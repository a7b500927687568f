//! Concrete collaborators for the catchment pipeline.
//!
//! Responsibilities:
//! - Request isochrones from OpenRouteService or Valhalla ([`routing`]).
//! - Query city boundaries and POIs from ohsome ([`ohsome`]).
//! - Sum gridded population from an ESRI ASCII raster ([`population`]).
//! - Write run results as GeoJSON ([`export`]).
//!
//! Boundaries:
//! - Do not encode domain rules (live in `catchment-core`).
//! - Network adapters are async and share one HTTP client each.

pub mod export;
pub mod ohsome;
pub mod population;
pub mod routing;

pub use export::{ExportError, GeoJsonExporter};
pub use ohsome::{OhsomeBuildError, OhsomeConfig, OhsomeFeatureSource};
pub use population::{GridError, PopulationGrid};
pub use routing::{
    OrsIsochroneProvider, OrsProviderConfig, ProviderBuildError, RoutingProvider,
    ValhallaIsochroneProvider, ValhallaProviderConfig,
};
··········
> _WHAT IS BEING ASKED_
Please print the full listing shown above, exactly as it appears.

> _RESPONSE TO THE EXERCISE_
repository a7b500927687568f
//! Concrete collaborators for the catchment pipeline.
//!
//! Responsibilities:
//! - Request isochrones from OpenRouteService or Valhalla ([`routing`]).
//! - Query city boundaries and POIs from ohsome ([`ohsome`]).
//! - Sum gridded population from an ESRI ASCII raster ([`population`]).
//! - Write run results as GeoJSON ([`export`]).
//!
//! Boundaries:
//! - Do not encode domain rules (live in `catchment-core`).
//! - Network adapters are async and share one HTTP client each.

pub mod export;
pub mod ohsome;
pub mod population;
pub mod routing;

pub use export::{ExportError, GeoJsonExporter};
pub use ohsome::{OhsomeBuildError, OhsomeConfig, OhsomeFeatureSource};
pub use population::{GridError, PopulationGrid};
pub use routing::{
    OrsIsochroneProvider, OrsProviderConfig, ProviderBuildError, RoutingProvider,
    ValhallaIsochroneProvider, ValhallaProviderConfig,
};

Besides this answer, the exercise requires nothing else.